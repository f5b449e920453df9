//! OpenAI chat-completions backend (the remote API family).

use async_trait::async_trait;
use serde_json::json;

use super::TextBackend;

pub struct OpenAiBackend {
    pub model: String,
    pub api_key: String,
    pub temperature: f32,
    pub max_tokens: u32,
    pub base_url: String,
    client: reqwest::Client,
}

impl OpenAiBackend {
    pub fn new(model: String, api_key: String) -> Self {
        Self {
            model,
            api_key,
            temperature: 0.0,
            max_tokens: 512,
            base_url: "https://api.openai.com/v1".to_string(),
            client: reqwest::Client::new(),
        }
    }

    /// Point at an alternative OpenAI-compatible endpoint.
    pub fn with_base_url(mut self, base_url: impl Into<String>) -> Self {
        self.base_url = base_url.into();
        self
    }

    pub fn with_sampling(mut self, temperature: f32, max_tokens: u32) -> Self {
        self.temperature = temperature;
        self.max_tokens = max_tokens;
        self
    }
}

#[async_trait]
impl TextBackend for OpenAiBackend {
    async fn generate(&self, prompt: &str) -> anyhow::Result<String> {
        let url = format!("{}/chat/completions", self.base_url);
        let body = json!({
            "model": self.model,
            "messages": [{ "role": "user", "content": prompt }],
            "temperature": self.temperature,
            "max_tokens": self.max_tokens,
        });

        let resp = self
            .client
            .post(&url)
            .bearer_auth(&self.api_key)
            .json(&body)
            .send()
            .await?;

        let status = resp.status();
        if !status.is_success() {
            let detail = resp.text().await.unwrap_or_default();
            anyhow::bail!("provider error: {} {}", status.as_u16(), detail);
        }

        let payload: serde_json::Value = resp.json().await?;
        let text = payload["choices"][0]["message"]["content"]
            .as_str()
            .ok_or_else(|| anyhow::anyhow!("provider returned no message content"))?;
        Ok(text.to_string())
    }

    fn is_remote(&self) -> bool {
        true
    }

    fn model_name(&self) -> &str {
        &self.model
    }
}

════════════════

Instructions to follow: Go through the entries and copy every line with "anyhow".

Your solution:
    async fn generate(&self, prompt: &str) -> anyhow::Result<String> {
            anyhow::bail!("provider error: {} {}", status.as_u16(), detail);
            .ok_or_else(|| anyhow::anyhow!("provider returned no message content"))?;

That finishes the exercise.